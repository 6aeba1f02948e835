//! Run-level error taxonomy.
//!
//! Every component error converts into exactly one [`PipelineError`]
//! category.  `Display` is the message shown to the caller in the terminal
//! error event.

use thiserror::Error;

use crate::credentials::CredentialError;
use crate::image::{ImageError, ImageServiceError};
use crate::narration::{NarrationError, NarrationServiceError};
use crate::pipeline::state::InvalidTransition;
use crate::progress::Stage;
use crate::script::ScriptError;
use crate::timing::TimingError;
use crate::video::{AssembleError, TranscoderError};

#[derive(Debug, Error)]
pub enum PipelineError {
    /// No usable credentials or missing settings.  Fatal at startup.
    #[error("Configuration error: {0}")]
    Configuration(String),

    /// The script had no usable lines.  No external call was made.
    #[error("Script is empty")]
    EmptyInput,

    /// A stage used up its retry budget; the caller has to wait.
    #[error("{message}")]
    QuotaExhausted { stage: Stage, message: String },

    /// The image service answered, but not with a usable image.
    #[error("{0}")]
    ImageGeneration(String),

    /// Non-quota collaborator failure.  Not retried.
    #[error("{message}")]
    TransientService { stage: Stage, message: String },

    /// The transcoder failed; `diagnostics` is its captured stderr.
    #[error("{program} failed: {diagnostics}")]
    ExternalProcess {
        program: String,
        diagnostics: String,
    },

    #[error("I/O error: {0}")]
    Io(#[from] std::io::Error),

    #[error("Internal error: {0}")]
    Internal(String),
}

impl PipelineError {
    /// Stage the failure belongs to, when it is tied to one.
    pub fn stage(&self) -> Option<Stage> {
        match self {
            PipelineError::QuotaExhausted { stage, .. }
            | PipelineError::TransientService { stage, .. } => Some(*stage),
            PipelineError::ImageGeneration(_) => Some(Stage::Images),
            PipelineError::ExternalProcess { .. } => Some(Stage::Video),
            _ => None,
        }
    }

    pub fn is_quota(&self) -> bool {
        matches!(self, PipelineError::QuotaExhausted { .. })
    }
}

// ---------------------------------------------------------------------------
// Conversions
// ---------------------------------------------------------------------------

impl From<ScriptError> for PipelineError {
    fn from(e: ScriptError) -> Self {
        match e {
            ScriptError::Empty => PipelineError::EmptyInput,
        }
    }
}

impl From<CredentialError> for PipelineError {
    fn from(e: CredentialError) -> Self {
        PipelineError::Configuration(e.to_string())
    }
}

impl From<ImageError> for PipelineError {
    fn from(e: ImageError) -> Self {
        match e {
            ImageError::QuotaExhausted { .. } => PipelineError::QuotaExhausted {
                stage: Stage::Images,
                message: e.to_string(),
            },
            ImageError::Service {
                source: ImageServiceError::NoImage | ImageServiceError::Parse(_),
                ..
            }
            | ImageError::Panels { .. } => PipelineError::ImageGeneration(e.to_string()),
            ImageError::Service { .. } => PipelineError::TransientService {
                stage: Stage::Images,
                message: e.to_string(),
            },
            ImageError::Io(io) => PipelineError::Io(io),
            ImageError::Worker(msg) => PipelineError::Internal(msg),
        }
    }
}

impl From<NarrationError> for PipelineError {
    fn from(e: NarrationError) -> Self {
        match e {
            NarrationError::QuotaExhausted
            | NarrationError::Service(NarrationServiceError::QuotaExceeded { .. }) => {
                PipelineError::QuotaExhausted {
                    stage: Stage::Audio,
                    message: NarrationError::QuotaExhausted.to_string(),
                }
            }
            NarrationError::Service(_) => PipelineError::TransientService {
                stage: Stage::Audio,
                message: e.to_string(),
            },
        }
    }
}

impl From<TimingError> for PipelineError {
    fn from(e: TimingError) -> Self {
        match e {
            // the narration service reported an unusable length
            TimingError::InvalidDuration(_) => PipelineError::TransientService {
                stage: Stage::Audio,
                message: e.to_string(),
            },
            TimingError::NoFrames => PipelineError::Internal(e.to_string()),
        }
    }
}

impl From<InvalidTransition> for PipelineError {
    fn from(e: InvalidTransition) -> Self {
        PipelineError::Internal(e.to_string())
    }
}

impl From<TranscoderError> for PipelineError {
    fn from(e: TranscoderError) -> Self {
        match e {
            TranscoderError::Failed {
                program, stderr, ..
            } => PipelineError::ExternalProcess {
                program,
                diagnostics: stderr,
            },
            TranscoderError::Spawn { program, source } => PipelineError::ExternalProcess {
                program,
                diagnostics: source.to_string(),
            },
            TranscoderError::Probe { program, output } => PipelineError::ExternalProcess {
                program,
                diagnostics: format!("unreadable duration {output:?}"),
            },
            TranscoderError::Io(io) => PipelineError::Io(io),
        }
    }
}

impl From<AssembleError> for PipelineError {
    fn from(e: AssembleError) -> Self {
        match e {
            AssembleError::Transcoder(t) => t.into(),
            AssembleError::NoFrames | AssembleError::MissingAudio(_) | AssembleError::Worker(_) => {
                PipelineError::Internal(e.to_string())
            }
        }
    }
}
---
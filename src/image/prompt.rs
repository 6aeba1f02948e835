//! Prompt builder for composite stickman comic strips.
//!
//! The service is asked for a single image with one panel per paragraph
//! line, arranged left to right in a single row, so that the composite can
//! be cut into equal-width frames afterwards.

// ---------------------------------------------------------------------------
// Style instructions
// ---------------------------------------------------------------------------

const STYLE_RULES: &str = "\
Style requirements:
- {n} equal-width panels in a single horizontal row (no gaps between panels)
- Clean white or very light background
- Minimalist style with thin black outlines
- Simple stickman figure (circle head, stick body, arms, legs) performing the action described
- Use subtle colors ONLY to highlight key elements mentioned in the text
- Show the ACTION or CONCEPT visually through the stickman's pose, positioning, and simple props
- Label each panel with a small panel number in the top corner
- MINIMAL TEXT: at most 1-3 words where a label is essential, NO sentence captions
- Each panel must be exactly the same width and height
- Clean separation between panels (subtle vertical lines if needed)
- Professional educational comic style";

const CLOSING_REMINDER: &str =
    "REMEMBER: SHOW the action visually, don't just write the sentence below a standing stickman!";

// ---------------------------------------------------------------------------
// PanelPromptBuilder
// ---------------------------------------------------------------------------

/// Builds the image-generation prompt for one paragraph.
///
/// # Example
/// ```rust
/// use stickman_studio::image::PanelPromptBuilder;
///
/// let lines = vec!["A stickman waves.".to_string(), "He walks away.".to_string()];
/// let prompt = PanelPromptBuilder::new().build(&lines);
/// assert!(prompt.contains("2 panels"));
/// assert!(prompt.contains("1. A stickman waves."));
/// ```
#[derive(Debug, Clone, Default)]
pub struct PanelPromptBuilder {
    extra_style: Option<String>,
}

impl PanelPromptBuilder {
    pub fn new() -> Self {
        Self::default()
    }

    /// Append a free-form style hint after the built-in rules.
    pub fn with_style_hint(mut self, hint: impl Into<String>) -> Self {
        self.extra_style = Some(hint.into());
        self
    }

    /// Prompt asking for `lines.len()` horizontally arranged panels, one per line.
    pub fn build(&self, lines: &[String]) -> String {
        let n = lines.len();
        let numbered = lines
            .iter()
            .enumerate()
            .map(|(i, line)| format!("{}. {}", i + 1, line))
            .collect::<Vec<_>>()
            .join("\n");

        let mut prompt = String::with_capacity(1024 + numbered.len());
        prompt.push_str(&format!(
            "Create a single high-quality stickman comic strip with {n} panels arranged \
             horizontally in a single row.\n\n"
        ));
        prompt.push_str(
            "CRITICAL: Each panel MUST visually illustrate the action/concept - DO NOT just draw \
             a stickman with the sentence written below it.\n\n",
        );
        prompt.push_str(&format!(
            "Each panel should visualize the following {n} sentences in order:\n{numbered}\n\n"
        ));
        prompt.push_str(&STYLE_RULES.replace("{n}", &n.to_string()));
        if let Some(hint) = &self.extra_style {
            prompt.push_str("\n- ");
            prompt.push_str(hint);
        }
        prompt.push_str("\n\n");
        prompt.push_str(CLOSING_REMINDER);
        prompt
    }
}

* [WORK TO COMPLETE]:
Report, for the data above, every line in which the string "arranged" appears.

* [FINISHED EXERCISE]:
//! line, arranged left to right in a single row, so that the composite can
    /// Prompt asking for `lines.len()` horizontally arranged panels, one per line.
            "Create a single high-quality stickman comic strip with {n} panels arranged \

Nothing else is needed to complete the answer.